Выбрать главу

Произведения Гофмана в значительно большей степени являются выражением игры фантазии сугубо личного значения; если у него встречаются символы, они относятся К его собственным проблемам, воспоминаниям, видениям и заветным мечтам — короче говоря, они вырастают из его душевного климата, конденсируемого автором в произведение искусства. Сам Гофман называет свое искусство санскритом природы, используя излюбленный термин Новалиса. Ибо для Новалиса природа включает в себя все: сон, безумие, рай и ад; при этом человек вездесущ и, как и в индуистской философии, между индивидуальной и вселенской душой существует полное тождество. В результате возможна какая угодно метаморфоза, причем в самом прямом смысле этого слова. Поэтому у Гофмана юная девушка и семя цветка являются лишь формами проявления двух стадий развития одной и той же сущности. Природа означает для него гораздо в меньшей степени горы, реки и луга, нежели идею космического универсума; она — это великое Целое, божественный предысточник, созерцание которого будит в человеке восторг и полноту чувств.

Один-единственный раз Гофман подверг природу вульгаризации, ограничив ее жалкими масштабами боскета (рощицы (уст.). — Прим. перев.) с расплывчатым ландшафтом на заднике и населив существами в духе Жан-Жака Руссо. Речь идет о Чужом дитя (1817), пошловатой сказочке, буквально пропитанной запахом молока и душком ханжеского благочестия. Единственное, что в ней есть от Гофмана, это образ учителя, который одновременно является мухой. Природа здесь, со своей хижиной из папье-маше и елями из выкрашенного зеленой краской картона, выглядит намного более искусственной, чем самые изощренные выдумки писателя, и намного менее убедительной, чем отражения, покидающие зеркала, и суккубы, играющие на фортепиано.

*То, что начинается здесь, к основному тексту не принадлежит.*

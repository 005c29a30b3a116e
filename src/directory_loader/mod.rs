// Directory loading: one background scan per active directory, kept live by a file watch.

pub mod core;
pub mod scanner;
pub mod watcher;

pub use self::core::{DirectoryLoader, LoadState, LoadSubscriber, StopMode};
pub use scanner::{compare_entries, DirectoryScanner, FsScanner};
pub use watcher::{ChangeCallback, ChangeWatch, ChangeWatcher, NotifyWatcher, WatchHandle};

В какой мере Гофмана можно отнести к писателям-романтикам, если он не принадлежал ни к йенской, ни к гейдельбергской школам и лишь частично примыкал к берлинской? Можно ли его вообще назвать романтиком? Да, но лишь условно, и, если позволительно охарактеризовать его таким парадоксальным на вид образом, можно сказать, что он романтик фантастического реализма. Разумеется, ничья жизнь и ничье творчество не могут быть полностью вневременными, и совершенно очевидно, что события современности, как бы мало они его ни затрагивали, все равно запечатлевались у него в памяти и формировали его способ восприятия своей эпохи. На него влияла философская мысль его времени, он говорил и писал на языке своего времени, и именно его современники в ходе своих повседневных занятий служили моделями для его «моментальных снимков», которым он порой придавал фантастический колорит.

И все же существует целый ряд моментов, отличающих Гофмана от его литературных современников. Если пройти с закрытыми глазами мимо несчастного Чужого дитяти, можно констатировать, что Гофман никогда не впадает в пафосный или сентиментальный тон, столь часто вредящий сочинениям его собратьев по романтизму. Для этого он слишком нетерпелив и язвителен. Кроме того, он лишен благоговения и наделен свободомыслием, в то время как немецкий романтизм в целом реакционен. Он с опозданием примыкает к романтическому потоку и, выказывая признаки переходного стиля, по сути является одним из предтечей нового литературного направления, вследствие чего его романтизм во многом противоположен романтизму его современников. Юмор Гофмана не имеет ничего общего с простодушным шутливым тоном того же Людвига Тика; он спонтанен, замысловат и горек, предвосхищая тексты Людвига Берне и Генриха Гейне, а также комедию Граббе «Шутка, сатира, ирония и более глубокое значение». Он принадлежит к той многовековой сатирической традиции, что тянется от Аристофана через Скаррона, Стерна и Тухольского к Гадде, минуя какие бы то ни было «школы».

Именно гофмановский романтизм со всем, что в нем есть гибридного и условного, со своим переходным характером, не подходящим под определение «чистого стиля», докажет свою неувядаемость и жизнестойкость. Следы этого романтизма мы находим в натурализме Золя и Герхарта Гауптманна, в экспрессионизме Георга Гейма и даже в сюрреализме Андре Бретона.